De par son expérience, Noël Charrière cherche aujourd’hui essentiellement à cultiver les légumineuses pour couvrir ses sols, maintenir la structure en stimulant la vie du sol et restituer de l’azote à la culture suivante. L’observation de l’enracinement des légumineuses dans les différents profils confortaient ces choix : nodosités en activité et en nombre et d’exploration des racines en profondeur. Après les premières gelées, Noël a prévu de détruire ses couverts par roulage. Cette technique permet d’éclater les tiges et de fragiliser la plante. Le roulage sera d’autant plus efficace qu’il ne sectionnera pas les tiges.

Un couvert à récolter



Henry Dutroncy a lui choisi un mélange (Chlorophiltre) avec deux variétés de trèfles « gélifs », s’assurait bien Martine Despreaux-Robelin de la Chambre d’agriculture. Le tout sera enrubanné fin octobre. Sur sa parcelle des Champs ronds à Mercurey, son objectif est clairement de produire de la matière. Outre l’aspect quantitatif qui a tout son intérêt une année sèche il recherche aussi la qualité d’où le mélange avec de la vesce pour obtenir un enrubannage riche en protéine. L’an dernier, il a réalisé des analyses du même type de produit pour ajuster ses rations. « Seulement 18 % de protéines ». Pas d’inquiétude pour autant, le rassurait Guillaume Dupuits. L’exploitation du lycée de Fontaines a en effet remarqué des écarts de valeur avec la réalité de leur production laitière prévue. « Les valeurs d’analyses sont systématiquement en dessous de la vraie valeur fourrage (UF, PDI, PAT et protéines) car les laboratoires connaissent mal ces mélanges d’espèces et font de mauvaises équations », a constaté le directeur adjoint de l’EPL. Pour Henry Dutroncy, les belles racines et nodosités le confortaient dans ses choix pour sa parcelle en limon argileux. Surtout d’un point de vue agronomique. La parcelle est « plus facile à travailler car plus sèche en surface ». Reste à savoir si un apport d’azote est rentable et permet un gain de productivité.

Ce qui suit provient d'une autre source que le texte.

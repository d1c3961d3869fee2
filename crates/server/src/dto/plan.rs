use haulplan::prelude::*;
use serde::{Deserialize, Serialize};

#[derive(Debug, Clone, Serialize, Deserialize)]
pub struct SummaryDto {
    pub total_miles: f64,
    /// Hours.
    pub predicted_driving_time: f64,
    pub total_shifts: u32,
    pub total_estimated_arrival: String,
}

#[derive(Debug, Clone, Serialize, Deserialize)]
pub struct TimelineEntryDto {
    #[serde(rename = "type")]
    pub status: String,
    pub reason: String,
    pub location: Coordinate,
    pub address: String,
    pub start_time: String,
    pub end_time: String,
    /// Minutes.
    pub duration: f64,
    pub shift: u32,
    /// Miles driven, zero for stops.
    pub distance: f64,
    /// Cycle hours used once the entry is over.
    pub cycle_used: f64,
}

impl TimelineEntryDto {
    pub fn from(stop: &Stop) -> Self {
        Self {
            status: status_label(stop.status).to_string(),
            reason: reason_label(stop.reason).to_string(),
            location: stop.location,
            address: stop
                .address
                .as_deref()
                .map(str::to_string)
                .unwrap_or_else(|| stop.location.to_string()),
            start_time: stop.start.to_dmy_hms_string(),
            end_time: stop.end.to_dmy_hms_string(),
            duration: round(stop.duration.as_minutes(), 2),
            shift: stop.shift,
            distance: round(stop.distance.as_miles(), 1),
            cycle_used: round(stop.cycle_used.as_hours(), 2),
        }
    }
}

#[derive(Debug, Clone, Serialize, Deserialize)]
pub struct TripPlanDto {
    pub summary: SummaryDto,
    pub timeline: Vec<TimelineEntryDto>,
    /// `[latitude, longitude]` pairs of both legs.
    pub polyline: Vec<[f64; 2]>,
}

impl TripPlanDto {
    pub fn from(route: &Route, timeline: &Timeline, departure: Time) -> Self {
        let arrival = timeline.arrival().unwrap_or(departure);
        Self {
            summary: SummaryDto {
                total_miles: round(route.distance().as_miles(), 1),
                predicted_driving_time: round(timeline.driving_time().as_hours(), 1),
                total_shifts: timeline.shifts(),
                total_estimated_arrival: arrival.to_dmy_hms_string(),
            },
            timeline: timeline.stops().iter().map(TimelineEntryDto::from).collect(),
            polyline: route.points().into_iter().map(<[f64; 2]>::from).collect(),
        }
    }
}

/// Labels the dashboard picks icons by.
pub fn status_label(status: DutyStatus) -> &'static str {
    match status {
        DutyStatus::OnDuty => "On Duty",
        DutyStatus::OffDuty => "Off Duty",
        DutyStatus::SleeperBerth => "Sleeper Berth",
        DutyStatus::Driving => "Driving",
    }
}

pub fn reason_label(reason: Reason) -> &'static str {
    match reason {
        Reason::Break30 => "30 Min Break",
        Reason::Rest10h => "10 Hour Rest",
        Reason::Fueling => "Fueling",
        Reason::PickupPoint => "Pickup Point",
        Reason::DropoffPoint => "Dropoff Point",
        Reason::None => "",
    }
}

fn round(value: f64, decimals: i32) -> f64 {
    let factor = 10_f64.powi(decimals);
    (value * factor).round() / factor
}
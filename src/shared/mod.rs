pub mod geo;
pub mod time;

pub use geo::*;
pub use time::*;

Pour tester et répondre à cette question Henry a choisi de fertiliser que la moitié de la parcelle avec 25 unités d’azote, la récolte lui donnera raison ou pas.

Parfait désherbage



Le piégeage des nitrates est aussi une priorité pour Romain Dague. Avec son collègue Vincent Demonfaucon, l’optimisation de l’itinéraire a été poussée avec le recours à des semences de ferme pour les féveroles et pois protea. Le coût du mélange descend ainsi à 35 €/ha. Ils mélangent 10 kg de féveroles avec 8 kg de pois, 5 kg de vesce, 0,75 kg de Fenugrec, 0,75 kg de moha, 0,75 kg de vicking, 1 kg de radis chinois, 1,4 kg de nyger et 1,6 kg de phacélie. Le semis des grosses graines se fait à la volée à l’épandeur à engrais puis au semoir (Delimbe) monté sur vibro pour les petites graines. Romain Dague a récolté jusqu’à 7 t/ha de matière sèche l’an dernier. « Au niveau désherbage, c’est le mélange parfait », commentait Antoine Vilard qui avait du mal à trouver les quelques renouées ou chénopodes. Un constat qui faisait plaisir à Romain Dague qui doit toutefois « s’y prendre tôt » pour avoir les semences qu’il désire. La destruction du couvert se fera vers la mi-novembre avec l’aide de 2 l de glyphosate puis roulage sur sol gelé.
Autant dire que les couverts végétaux présentent de nombreux atouts : agronomique, autonomie fourragère, économique, désherbage… sans oublier les obligations réglementaires pour les Zones vulnérables.